• What to produce: In the data below, which lines hold the word "mapv"? Copy them.

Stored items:
_ _ _

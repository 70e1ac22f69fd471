use ndarray::{Array2, ArrayView2};

use super::LossFn;
use crate::specs::LossFnSpec;

/// Mean absolute error loss function, less sensitive to outlier labels than `Mse`.
#[derive(Default, Clone, Copy, Debug)]
pub struct Mae;

impl Mae {
    /// Returns a new `Mae`.
    pub fn new() -> Self {
        Self
    }
}

impl LossFn for Mae {
    fn loss(&self, y_pred: ArrayView2<f32>, y: ArrayView2<f32>) -> f32 {
        (&y_pred - &y).mapv(f32::abs).mean().unwrap_or_default()
    }

    fn loss_prime(&self, y_pred: ArrayView2<f32>, y: ArrayView2<f32>) -> Array2<f32> {
        let n = y_pred.len() as f32;

        (&y_pred - &y).mapv(|x| {
            if x > 0. {
                1. / n
            } else if x < 0. {
                -1. / n
            } else {
                0.
            }
        })
    }

    fn spec(&self) -> LossFnSpec {
        LossFnSpec::Mae
    }
}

_ _ _

• Answer:
        (&y_pred - &y).mapv(f32::abs).mean().unwrap_or_default()
        (&y_pred - &y).mapv(|x| {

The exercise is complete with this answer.